Mengungkap Suritauladan Filantropi Ahmadiyah dan Syiah

Syiahindonesia.com, Jakarta – Humas BRIN.  Kepala Organisasi Riset Ilmu Pengetahuan Sosial dan Humaniora (OR IPSH), Ahmad Najib Burhani, menyoroti potensi besar filantropi di Indonesia yang didasari semangat gotong royong tanpa memandang agama dan ras. Namun, konsep filantropi dari komunitas Ahmadiyah dan Syiah belum banyak diketahui publik. Untuk itu, melalui kegiatan diskusi tentang Filantropi Ahmadiyah dan Syiah yang digelar Selasa (11/06), Najib menaruh harapannya agar dapat mengungkap kekuatan dan potensi filantropi dari kedua komunitas tersebut.

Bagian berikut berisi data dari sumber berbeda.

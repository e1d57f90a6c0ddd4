//! Wiring: build the install pipeline and supervisor from resolved config.

use std::sync::Arc;

use anyhow::{Context, Result};
use sqlx::PgPool;

use botyard_core::runner::create_runner;
use botyard_core::{
    BotRegistry, InstallPipeline, NameLocks, PgRegistry, ProcessRunner, Supervisor,
};
use botyard_db::pool;

use crate::config::BotyardConfig;

/// The lifecycle components, sharing one set of per-name locks.
pub struct Services {
    pub supervisor: Arc<Supervisor>,
    pub installer: Arc<InstallPipeline>,
}

impl Services {
    pub fn new(
        registry: Arc<dyn BotRegistry>,
        runner: Arc<dyn ProcessRunner>,
        config: &BotyardConfig,
    ) -> Self {
        let locks = Arc::new(NameLocks::new());
        let installer = InstallPipeline::new(registry.clone(), locks.clone(), config.install.clone());
        let supervisor = Supervisor::new(registry, runner, locks, config.supervisor.clone());
        Self {
            supervisor: Arc::new(supervisor),
            installer: Arc::new(installer),
        }
    }

    /// Connect to the database and build services over it. The caller owns
    /// the returned pool and should close it on shutdown.
    pub async fn connect(config: &BotyardConfig) -> Result<(Self, PgPool)> {
        let db_pool = pool::create_pool(&config.db_config).await?;
        let runner = create_runner(&config.runner).context("invalid [bots] runner setting")?;
        let registry: Arc<dyn BotRegistry> = Arc::new(PgRegistry::new(db_pool.clone()));
        Ok((Self::new(registry, runner, config), db_pool))
    }
}
//! Shared test utilities for botyard integration tests.
//!
//! Provides a PostgreSQL instance shared across tests, where each test gets
//! its own database, plus in-memory doubles for the registry and the
//! process runner (see [`fakes`]) and a zip bundle builder.
//!
//! Two PostgreSQL modes:
//! - **`BOTYARD_TEST_PG_URL`** set: use the external server directly.
//! - **No env var**: spin up a container via testcontainers, shared per
//!   binary through a `OnceCell`.

pub mod fakes;

use std::io::Write;
use std::time::Duration;

use sqlx::postgres::PgPoolOptions;
use sqlx::{Executor, PgPool};
use testcontainers::ContainerAsync;
use testcontainers::ImageExt;
use testcontainers::runners::AsyncRunner;
use testcontainers_modules::postgres::Postgres;
use tokio::sync::OnceCell;
use uuid::Uuid;

use botyard_db::pool;

pub use fakes::{FakeRunner, MemoryRegistry};

/// Shared server state: base URL and optional container handle (kept alive).
struct SharedPg {
    base_url: String,
    /// Held to keep the container alive. `None` when using an external URL.
    _container: Option<ContainerAsync<Postgres>>,
}

static SHARED_PG: OnceCell<SharedPg> = OnceCell::const_new();

async fn init_shared_pg() -> SharedPg {
    if let Ok(url) = std::env::var("BOTYARD_TEST_PG_URL") {
        return SharedPg {
            base_url: url,
            _container: None,
        };
    }

    let container = Postgres::default()
        .with_tag("16")
        .start()
        .await
        .expect("failed to start PostgreSQL container");

    let host = container.get_host().await.expect("failed to get host");
    let port = container
        .get_host_port_ipv4(5432)
        .await
        .expect("failed to get mapped port");

    SharedPg {
        base_url: format!("postgresql://postgres:postgres@{host}:{port}"),
        _container: Some(container),
    }
}

/// Base URL (no database name) of the shared PostgreSQL server.
pub async fn pg_url() -> &'static str {
    let shared = SHARED_PG.get_or_init(init_shared_pg).await;
    &shared.base_url
}

async fn maintenance_pool() -> PgPool {
    let maint_url = format!("{}/postgres", pg_url().await);
    PgPoolOptions::new()
        .max_connections(1)
        .acquire_timeout(Duration::from_secs(30))
        .connect(&maint_url)
        .await
        .expect("failed to connect to maintenance database")
}

/// Create a uniquely-named database with migrations applied.
///
/// Returns `(pool, db_name)`; pass `db_name` to [`drop_test_db`] when done.
pub async fn create_test_db() -> (PgPool, String) {
    let maint_pool = maintenance_pool().await;
    let db_name = format!("botyard_test_{}", Uuid::new_v4().simple());
    let stmt = format!("CREATE DATABASE {db_name}");
    maint_pool
        .execute(stmt.as_str())
        .await
        .unwrap_or_else(|e| panic!("failed to create temp database {db_name}: {e}"));
    maint_pool.close().await;

    let temp_url = format!("{}/{db_name}", pg_url().await);
    let temp_pool = PgPoolOptions::new()
        .max_connections(5)
        .acquire_timeout(Duration::from_secs(30))
        .connect(&temp_url)
        .await
        .unwrap_or_else(|e| panic!("failed to connect to temp database {db_name}: {e}"));

    pool::run_migrations(&temp_pool)
        .await
        .expect("migrations should succeed");

    (temp_pool, db_name)
}

/// Drop a temporary database, terminating its connections first.
pub async fn drop_test_db(db_name: &str) {
    let maint_pool = maintenance_pool().await;

    let terminate = format!(
        "SELECT pg_terminate_backend(pid) \
         FROM pg_stat_activity \
         WHERE datname = '{db_name}' AND pid <> pg_backend_pid()"
    );
    let _ = maint_pool.execute(terminate.as_str()).await;

    let stmt = format!("DROP DATABASE IF EXISTS {db_name}");
    let _ = maint_pool.execute(stmt.as_str()).await;
    maint_pool.close().await;
}

/// Build an in-memory zip archive from `(path, contents)` pairs.
///
/// Paths ending in `/` become directory entries.
pub fn zip_bundle(entries: &[(&str, &str)]) -> Vec<u8> {
    let mut writer = zip::ZipWriter::new(std::io::Cursor::new(Vec::new()));
    let options = zip::write::FileOptions::default();
    for (path, contents) in entries {
        if path.ends_with('/') {
            writer
                .add_directory(path.trim_end_matches('/'), options)
                .expect("add zip directory");
        } else {
            writer.start_file(*path, options).expect("start zip entry");
            writer
                .write_all(contents.as_bytes())
                .expect("write zip entry");
        }
    }
    writer.finish().expect("finish zip").into_inner()
}

/// A minimal valid bot bundle: `index.js` at the root.
pub fn hello_bundle() -> Vec<u8> {
    zip_bundle(&[
        ("index.js", "console.log('hello');\n"),
        ("package.json", "{\"name\":\"hello\"}\n"),
    ])
}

Kegiatan diskusi tersebut menghadirkan beberapa pembicara utama untuk mengupas topik diskusi secara mendalam, yakni Achmad Supardi selaku Naib Amir Jemaat Ahmadiyah Indonesia dan Husain Shahab selaku Direktur Yayasan Dana Mustad’afin, serta para periset di Pusat Riset Agama dan Kepercayaan (PRAK) Badan Riset dan Inovasi Nasional (BRIN).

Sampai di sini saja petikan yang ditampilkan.